Насколько необходимо обойти всё излишнее, настолько же необходимо доказать, что нам прежде всего надлежит исследовать, в чем состоит наш долг при получении благодеяния. Ибо один утверждает, что его долг состоит в тех деньгах, которые он получил, другой, что (его долг) состоит в совете, третий – в должности, четвертый – в управлении провинцией. Но все это – только знаки благодеяний, а не самые благодеяния. Благодеяния нельзя осязать рукою: оно заключается в душе. Существует большая разница между материею благодеяния и самим благодеянием. Посему благодеяние заключается не в золоте, не в серебре и не в каком-либо другом из предметов, слывущих весьма ценными, но в самом расположении дающего. Люди неопытные обращают внимание только на то, что бросается в глаза, что дается и становится предметом обладания, и, напротив, мало ценят то, что на самом деле дорого и ценно. Всё, чем мы владеем, что мы видим и к чему прилепляется наша похоть, – (непрочно) преходяще; судьба или неправда могут у нас отнять это: благодеяние же продолжает пребывать и после утраты того предмета, чрез посредство которого оно было оказано. А чего никакая сила не может упразднить, то сделано надлежащим образом. Я выкупил у пиратов своего друга – его схватывает другой враг и заключает в темницу: он (в данном случае) уничтожает не благодеяние, но пользу, проистекшую от моего благодеяния. Я возвратил кому-нибудь детей, спасенных во время кораблекрушения или пожара, но их похитила болезнь или какое-нибудь случайное несчастие: и с их утратою продолжает пребывать то, что оказано чрез них. Таким образом, все, ложно усвояющее себе имя благодеяния, служит лишь вспомогательным средством, при помощи которого проявляется дружественное расположение. То же бывает и в других случаях, где различается внешний вид и самая сущность дела. Император жалует кого-нибудь ожерельями и венками, которые даются за вступление на стену неприятельского города (corona murali) или за спасение жизни гражданина (corona civica). Что такого ценного заключают в себе: венок, расшитая тога (praetexta), ликторские связки, трибунал или колесница? В них заключается не самая почесть, а только внешние знаки почестей. Подобным образом и то, что представляется нашим взорам, не само благодеяние, но лишь след и знак благодеяния.

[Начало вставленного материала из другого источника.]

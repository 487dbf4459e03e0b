// src/core/control/mod.rs

//! The local control socket: a UNIX stream listener co-located processes
//! (the API layer) use to inject requests into the dispatcher.
//!
//! The protocol is line-delimited text: `<command> <json>` per request, one
//! JSON envelope `{"data"|"message", "error"}` per reply. Commands: `dapi`,
//! `dapi_forward <node>`, `get_nodes`, `get_health`.

use crate::core::SentraError;
use crate::core::dispatch::{ApiRequest, envelope_err, envelope_ok};
use serde_json::Value;
use std::path::{Path, PathBuf};
use std::sync::Arc;
use tokio::io::{AsyncBufReadExt, AsyncWriteExt, BufReader};
use tokio::net::{UnixListener, UnixStream};
use tokio::sync::broadcast;
use tracing::{debug, info, warn};

/// What the control socket can do on this node. One implementation per role:
/// the master answers registry queries locally, a worker asks its master.
#[async_trait::async_trait]
pub trait ControlBackend: Send + Sync + 'static {
    /// Routes a distributed request and returns the response envelope.
    async fn dapi(&self, request: ApiRequest) -> Value;
    /// Routes a request pinned to a named node.
    async fn dapi_forward(&self, node: &str, request: ApiRequest) -> Value;
    /// The registry view of connected nodes.
    async fn get_nodes(&self, args: Value) -> Result<Value, SentraError>;
    /// Per-worker sync health.
    async fn get_health(&self, filter: Value) -> Result<Value, SentraError>;
}

/// Binds the control socket and serves connections until shutdown. A stale
/// socket file from a previous run is removed before binding.
pub async fn run(
    path: PathBuf,
    backend: Arc<dyn ControlBackend>,
    mut shutdown_rx: broadcast::Receiver<()>,
) -> Result<(), SentraError> {
    if let Some(parent) = path.parent() {
        tokio::fs::create_dir_all(parent).await?;
    }
    if path.exists() {
        tokio::fs::remove_file(&path).await?;
    }
    let listener = UnixListener::bind(&path)?;
    info!("Control socket listening on {}", path.display());

    loop {
        tokio::select! {
            _ = shutdown_rx.recv() => {
                info!("Control socket shutting down.");
                let _ = tokio::fs::remove_file(&path).await;
                return Ok(());
            }
            accepted = listener.accept() => {
                match accepted {
                    Ok((stream, _)) => {
                        let backend = backend.clone();
                        tokio::spawn(async move {
                            if let Err(e) = serve_connection(stream, backend).await {
                                debug!("Control connection ended: {}", e);
                            }
                        });
                    }
                    Err(e) => warn!("Control socket accept failed: {}", e),
                }
            }
        }
    }
}

async fn serve_connection(
    stream: UnixStream,
    backend: Arc<dyn ControlBackend>,
) -> Result<(), SentraError> {
    let (read_half, mut write_half) = stream.into_split();
    let mut lines = BufReader::new(read_half).lines();

    while let Some(line) = lines.next_line().await? {
        let line = line.trim();
        if line.is_empty() {
            continue;
        }
        let response = handle_line(line, backend.as_ref()).await;
        let mut out = response.to_string();
        out.push('\n');
        write_half.write_all(out.as_bytes()).await?;
    }
    Ok(())
}

async fn handle_line(line: &str, backend: &dyn ControlBackend) -> Value {
    let (command, rest) = line.split_once(' ').unwrap_or((line, ""));

    match command {
        "dapi" => match parse_request(rest) {
            Ok(request) => backend.dapi(request).await,
            Err(e) => envelope_err(e.code(), e.to_string()),
        },
        "dapi_forward" => {
            let Some((node, json)) = rest.split_once(' ') else {
                return envelope_err(1000, "dapi_forward needs a node name and a request");
            };
            match parse_request(json) {
                Ok(request) => backend.dapi_forward(node, request).await,
                Err(e) => envelope_err(e.code(), e.to_string()),
            }
        }
        "get_nodes" => wrap(backend.get_nodes(parse_args(rest)).await),
        "get_health" => wrap(backend.get_health(parse_args(rest)).await),
        other => envelope_err(
            SentraError::UnknownCommand(other.into()).code(),
            format!("Unknown command received '{other}'"),
        ),
    }
}

fn wrap(result: Result<Value, SentraError>) -> Value {
    match result {
        Ok(data) => envelope_ok(data),
        Err(e) => envelope_err(e.code(), e.to_string()),
    }
}

fn parse_request(json: &str) -> Result<ApiRequest, SentraError> {
    serde_json::from_str(json).map_err(SentraError::from)
}

fn parse_args(json: &str) -> Value {
    if json.trim().is_empty() {
        Value::Null
    } else {
        serde_json::from_str(json).unwrap_or(Value::Null)
    }
}

/// Connects to a control socket and runs one request line, for co-located
/// tooling and tests.
pub async fn execute(path: &Path, line: &str) -> Result<Value, SentraError> {
    let stream = UnixStream::connect(path).await?;
    let (read_half, mut write_half) = stream.into_split();
    write_half.write_all(line.as_bytes()).await?;
    write_half.write_all(b"\n").await?;

    let mut lines = BufReader::new(read_half).lines();
    match lines.next_line().await? {
        Some(reply) => Ok(serde_json::from_str(&reply)?),
        None => Err(SentraError::TransportClosed),
    }
}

Итак, что же такое благодеяние (само по себе)? Благодетельное действие, которое дает радость (другим) и, давая, получает ее, действие, совершаемое с готовностью, охотно и по собственной доброй воле.

По сей причине важно не то, что делают или что дают, но то, с каким расположением духа это совершают, ибо в этом-то расположении лица, дающего или делающего, и состоит самое благодеяние, а не в том, что дают или делают. Большую разницу между тем и другим можно видеть уже из того, что благодеяние всегда остается благом, тогда как то, что делается или подается, – не благо и не зло. Дух возвышает малое, очищает нечистое и лишает цены великое и слывшее ценным; само же по себе то, к чему стремятся, не имеет никакой природы: ни доброй, ни злой; важно то направление, какое дает ему виновник действия, от которого зависит назначение предметов. Самое благодеяние состоит не в том, что составляет предмет исчисления и раздачи, подобно тому, как не в самих жертвах состоит почитание богов, хотя бы они были тучны и блестели золотом, но в благочестивом и непорочном (расположении) настроении духа молящихся. Таким образом, люди добродетельные бывают благочестивыми даже и в том случае, когда их приношение состоит из одних зерен и похлебки, а злые, наоборот, не оставляют нечестия, хотя бы и обильно орошали кровью алтари.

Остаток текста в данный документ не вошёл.